He took offense for some reason; I can’t imagine why.

Compare my rudeness and ignorance to Hans Sachs’ contributions in this exchange:

Walther: I had a rare and wondrous dream.

Sachs:  A welcome sign: what did you dream?

Walther: I dare not think what it could mean, for fear that it should fade away.

Sachs: My friend, that is the poet’s task – to see in our dreams the truth of our condition.  The deepest wisdom of our existence is shown in our dreams. All of our poetic art is an effort to capture into words the truths that our dreams have revealed to us. … We feed on our dreams.  Sing me your dream and I will write down the words.

Walther:  I don’t know how to begin.

Sachs: Just think of your dream and nothing else.

Walther: With all the rules, I may have lost my dream.

Sachs: Then rely on art.  Lost dreams are found through art.

Walther: Did I dream a dream, or did I dream art?

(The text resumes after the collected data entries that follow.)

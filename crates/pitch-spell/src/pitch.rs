//! Letter names, accidentals and written octaves.

use serde::{Deserialize, Serialize};
use std::fmt;

/// Diatonic letter, ordered C D E F G A B.
#[derive(Debug, Clone, Copy, PartialEq, Eq, Hash, PartialOrd, Ord, Serialize, Deserialize)]
pub enum NoteName {
    C,
    D,
    E,
    F,
    G,
    A,
    B,
}

impl NoteName {
    /// All note names in order
    pub fn all() -> [NoteName; 7] {
        [
            NoteName::C,
            NoteName::D,
            NoteName::E,
            NoteName::F,
            NoteName::G,
            NoteName::A,
            NoteName::B,
        ]
    }

    /// Position in C D E F G A B (0-6)
    pub fn index(self) -> usize {
        self as usize
    }

    /// Letter at `index`, wrapping modulo 7.
    pub fn from_index(index: i32) -> NoteName {
        NoteName::all()[index.rem_euclid(7) as usize]
    }

    /// Pitch class of the unaltered letter (0-11)
    pub fn natural_pitch_class(self) -> i32 {
        match self {
            NoteName::C => 0,
            NoteName::D => 2,
            NoteName::E => 4,
            NoteName::F => 5,
            NoteName::G => 7,
            NoteName::A => 9,
            NoteName::B => 11,
        }
    }

    /// Letter `steps` diatonic steps above (negative: below).
    pub fn shift(self, steps: i32) -> NoteName {
        NoteName::from_index(self.index() as i32 + steps)
    }

    /// Parse from string (case-insensitive)
    pub fn parse(s: &str) -> Option<NoteName> {
        match s.to_uppercase().as_str() {
            "C" => Some(NoteName::C),
            "D" => Some(NoteName::D),
            "E" => Some(NoteName::E),
            "F" => Some(NoteName::F),
            "G" => Some(NoteName::G),
            "A" => Some(NoteName::A),
            "B" => Some(NoteName::B),
            _ => None,
        }
    }
}

impl fmt::Display for NoteName {
    fn fmt(&self, f: &mut fmt::Formatter<'_>) -> fmt::Result {
        let s = match self {
            NoteName::C => "C",
            NoteName::D => "D",
            NoteName::E => "E",
            NoteName::F => "F",
            NoteName::G => "G",
            NoteName::A => "A",
            NoteName::B => "B",
        };
        f.write_str(s)
    }
}

#[derive(Debug, Clone, Copy, PartialEq, Eq, Hash, Serialize, Deserialize)]
#[serde(rename_all = "snake_case")]
pub enum Accidental {
    DoubleFlat,
    Flat,
    Natural,
    Sharp,
    DoubleSharp,
}

impl Accidental {
    /// Semitone offset applied to the letter
    pub fn offset(self) -> i32 {
        match self {
            Accidental::DoubleFlat => -2,
            Accidental::Flat => -1,
            Accidental::Natural => 0,
            Accidental::Sharp => 1,
            Accidental::DoubleSharp => 2,
        }
    }

    /// Accidental for a semitone offset, `None` beyond double sharp or flat.
    pub fn from_offset(offset: i32) -> Option<Accidental> {
        match offset {
            -2 => Some(Accidental::DoubleFlat),
            -1 => Some(Accidental::Flat),
            0 => Some(Accidental::Natural),
            1 => Some(Accidental::Sharp),
            2 => Some(Accidental::DoubleSharp),
            _ => None,
        }
    }

    pub fn is_double(self) -> bool {
        matches!(self, Accidental::DoubleFlat | Accidental::DoubleSharp)
    }

    /// Sharp or double sharp.
    pub fn is_sharp(self) -> bool {
        self.offset() > 0
    }

    /// Flat or double flat.
    pub fn is_flat(self) -> bool {
        self.offset() < 0
    }

    /// Number of printed accidental signs: two for doubles, one otherwise.
    pub fn weight(self) -> u32 {
        if self.is_double() {
            2
        } else {
            1
        }
    }

    /// Semitone distance between two accidentals.
    pub fn distance(self, other: Accidental) -> u32 {
        (self.offset() - other.offset()).unsigned_abs()
    }

    /// Parse from string
    pub fn parse(s: &str) -> Option<Accidental> {
        match s {
            "#" => Some(Accidental::Sharp),
            "b" => Some(Accidental::Flat),
            "##" | "x" => Some(Accidental::DoubleSharp),
            "bb" => Some(Accidental::DoubleFlat),
            "n" | "" => Some(Accidental::Natural),
            _ => None,
        }
    }
}

impl fmt::Display for Accidental {
    fn fmt(&self, f: &mut fmt::Formatter<'_>) -> fmt::Result {
        let s = match self {
            Accidental::DoubleFlat => "bb",
            Accidental::Flat => "b",
            Accidental::Natural => "",
            Accidental::Sharp => "#",
            Accidental::DoubleSharp => "##",
        };
        f.write_str(s)
    }
}

/// Pitch class (0-11) of a MIDI key number.
pub fn pitch_class(midi: u8) -> usize {
    (midi % 12) as usize
}

/// Written octave of `midi` spelled as `name` + `accidental`, with C4 = 60.
///
/// The octave follows the letter, so B#3 and C4 share MIDI 60 and Cb4 is 59.
pub fn octave_of(midi: u8, name: NoteName, accidental: Accidental) -> i8 {
    let natural = midi as i32 - accidental.offset() - name.natural_pitch_class();
    debug_assert_eq!(natural.rem_euclid(12), 0, "{}{} does not spell {}", name, accidental, midi);
    (natural.div_euclid(12) - 1) as i8
}

/// Written pitch: letter, accidental and octave.
#[derive(Debug, Clone, Copy, PartialEq, Eq, Hash, Serialize, Deserialize)]
pub struct Pitch {
    pub name: NoteName,
    pub accidental: Accidental,
    pub octave: i8,
}

impl Pitch {
    pub fn new(name: NoteName, accidental: Accidental, octave: i8) -> Self {
        Self {
            name,
            accidental,
            octave,
        }
    }

    /// Spell `midi` with the given letter and accidental.
    pub fn spell(midi: u8, name: NoteName, accidental: Accidental) -> Self {
        Self::new(name, accidental, octave_of(midi, name, accidental))
    }

    /// MIDI key number of this written pitch.
    pub fn midi(&self) -> i32 {
        (self.octave as i32 + 1) * 12 + self.name.natural_pitch_class() + self.accidental.offset()
    }
}

impl fmt::Display for Pitch {
    fn fmt(&self, f: &mut fmt::Formatter<'_>) -> fmt::Result {
        write!(f, "{}{}{}", self.name, self.accidental, self.octave)
    }
}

Sachs: The two are very close.

This notion that public art captures our private dreaming is, among other things, shockingly prescient.  Freud’s epochal Interpretation of Dreams was published in 1901 and, in full form, not until 1911 – a half century after Wagner wrote these words.  Katherine Syer notes Wagner’s interest in Mesmer’s theories of “magnetic rapport” and the suggestions in Flying Dutchman of Senta’s dream-like induced hysteria.  But Wagner’s explicit connection between dreams and the artistic impulse is, to me, without prior intellectual foundation.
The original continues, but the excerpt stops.